Bloomberg reported today that Sprint is in talks to buy T-Mobile, the U.S. wireless division of Deutsche Telekom, according to the usual unnamed sources.  As a result, shares of both companies are moving, tongues are wagging, as are the fingers of technical analysts saying such a tie-up might not be a very good idea given the technical differences between the two networks. After all, look what happened the last time Sprint tried to absorb a foreign network, Nextel, back in 2005. That wasn’t pretty for Sprint or its shareholders. But Wall Street loves news, whether it is true or not, and I am fairly certain this news isn’t true.

Not that Bloomberg would let that get in the way of a good story.

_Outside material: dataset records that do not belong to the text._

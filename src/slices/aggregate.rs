//! Folds and boolean aggregation.

use crate::defs::{Numeric, OrderedNumeric, ReduceFunc, UnaryPred, UnaryProc};
use crate::error::empty_input;
use anyhow::Result;

/// Seeded left fold: `acc(...acc(acc(seed, s[0]), s[1])..., s[n-1])`.
///
/// An empty slice returns `seed` unchanged.
///
/// # Example
/// ```
/// use toolz::accumulate;
///
/// let joined = accumulate(String::new(), &["a", "b", "c"], |mut acc: String, x: &&str| {
///     acc.push_str(x);
///     acc
/// });
/// assert_eq!(joined, "abc");
/// ```
pub fn accumulate<T, U, F>(seed: T, s: &[U], acc: F) -> T
where
    F: Fn(T, &U) -> T,
{
    s.iter().fold(seed, acc)
}

/// Seeded left fold over a homogeneous slice, slice first.
///
/// # Example
/// ```
/// use toolz::reduce;
///
/// assert_eq!(reduce(&[1, 2, 3, 4, 5], |x: i32, y: &i32| x + y, 0), 15);
/// ```
pub fn reduce<T, F>(s: &[T], f: F, seed: T) -> T
where
    F: ReduceFunc<T>,
{
    accumulate(seed, s, f)
}

/// Sum of all elements; `0` for an empty slice. Integer sums wrap on
/// overflow.
///
/// # Example
/// ```
/// use toolz::sum;
///
/// assert_eq!(sum(&[1, 2, 3, 4, 5]), 15);
/// assert_eq!(sum::<u8>(&[]), 0);
/// assert_eq!(sum(&[250u8, 10]), 4);
/// ```
pub fn sum<T: Numeric>(s: &[T]) -> T {
    s.iter().fold(T::zero(), |acc, &x| acc.add_wrapping(x))
}

/// Product of all elements; `1` for an empty slice. Integer products wrap on
/// overflow.
pub fn product<T: Numeric>(s: &[T]) -> T {
    s.iter().fold(T::one(), |acc, &x| acc.mul_wrapping(x))
}

/// Arithmetic mean as `f64`.
///
/// # Errors
/// Fails with `EmptyInput` when `s` is empty.
pub fn average<T: OrderedNumeric>(s: &[T]) -> Result<f64> {
    if s.is_empty() {
        return Err(empty_input("average"));
    }
    let total: f64 = s.iter().map(|x| x.to_f64().unwrap_or(f64::NAN)).sum();
    Ok(total / s.len() as f64)
}

/// True iff no flag is `false`; vacuously true.
pub fn all(flags: &[bool]) -> bool {
    flags.iter().all(|&b| b)
}

/// True iff at least one flag is `true`; vacuously false.
pub fn any(flags: &[bool]) -> bool {
    flags.iter().any(|&b| b)
}

/// True iff `value` satisfies every predicate; vacuously true.
///
/// Stops at the first failing predicate.
///
/// # Example
/// ```
/// use toolz::{UnaryPred, all_func};
///
/// let positive: &dyn UnaryPred<i32> = &|x: &i32| *x > 0;
/// let even: &dyn UnaryPred<i32> = &|x: &i32| x % 2 == 0;
/// assert!(all_func(&4, &[positive, even]));
/// assert!(!all_func(&3, &[positive, even]));
/// ```
pub fn all_func<T: ?Sized>(value: &T, preds: &[&dyn UnaryPred<T>]) -> bool {
    preds.iter().all(|p| p(value))
}

/// True iff `value` satisfies at least one predicate; vacuously false.
///
/// Stops at the first passing predicate.
pub fn any_func<T: ?Sized>(value: &T, preds: &[&dyn UnaryPred<T>]) -> bool {
    preds.iter().any(|p| p(value))
}

/// Call `f` on every element, in order.
pub fn for_each<T, F>(s: &[T], mut f: F)
where
    F: UnaryProc<T>,
{
    for x in s {
        f(x);
    }
}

Here’s the real news as I understand it: T-Mobile has put its 7,000 U.S. cell towers up for sale, following a similar sale last year of its European towers. They’ll sell the towers then lease them back or rent capacity from the new owner so T-Mobile customers will never be able to tell the difference.

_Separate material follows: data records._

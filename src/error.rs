//! Errors for operations that cannot produce a value from their input.
//!
//! Fallible operations return [`anyhow::Result`]. The underlying cause is a
//! [`ToolzError`], which callers can recover with `downcast_ref`:
//!
//! ```
//! use toolz::{ToolzError, min};
//!
//! let err = min::<i32>(&[]).unwrap_err();
//! assert_eq!(
//!     err.downcast_ref::<ToolzError>(),
//!     Some(&ToolzError::EmptyInput { op: "min" })
//! );
//! ```
//!
//! Operations that look something up never fail; they signal absence with
//! `None` or `false` instead.

use std::fmt;
use tracing::debug;

/// Reason an operation rejected its input.
#[derive(Debug, Clone, Copy, PartialEq, Eq)]
pub enum ToolzError {
    /// The operation needs at least one element.
    EmptyInput {
        /// Name of the rejecting operation.
        op: &'static str,
    },
    /// `chunk` was asked for chunks of size zero.
    InvalidChunkSize {
        /// The rejected size.
        size: usize,
    },
}

impl fmt::Display for ToolzError {
    fn fmt(&self, f: &mut fmt::Formatter<'_>) -> fmt::Result {
        match self {
            Self::EmptyInput { op } => write!(f, "{op}: empty input"),
            Self::InvalidChunkSize { size } => {
                write!(f, "chunk: size must be positive (got {size})")
            }
        }
    }
}

impl std::error::Error for ToolzError {}

pub(crate) fn empty_input(op: &'static str) -> anyhow::Error {
    debug!(op, "rejecting empty input");
    ToolzError::EmptyInput { op }.into()
}

pub(crate) fn invalid_chunk_size(size: usize) -> anyhow::Error {
    debug!(op = "chunk", size, "rejecting chunk size");
    ToolzError::InvalidChunkSize { size }.into()
}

It’s not about phone service at all, just money.  D-T wants a one-time gain probably to shore-up earnings or reduce debt.

Looking at the deal from this angle, the technical differences between networks become close to meaningless, since it is about real estate more than electrons.

AT&T and Verizon are locked in a death struggle based on who has the best network.  As the biggest wholesale mobile carrier, Sprint can always use more capacity and this move might even give them an edge up on AT&T and Verizon in that network pissing match.  Meanwhile, T-Mobile can still tout its “4G” network because for its customers nothing will have changed.

That’s where this process started a few weeks ago, I swear it.  I almost wrote about it back on January 29th. Now if Sprint took a look in January then decided to make a bid for all of T-Mobile, I suppose that’s within the bounds of possibility: companies do stupid things every day.

But I think it’s just about the towers.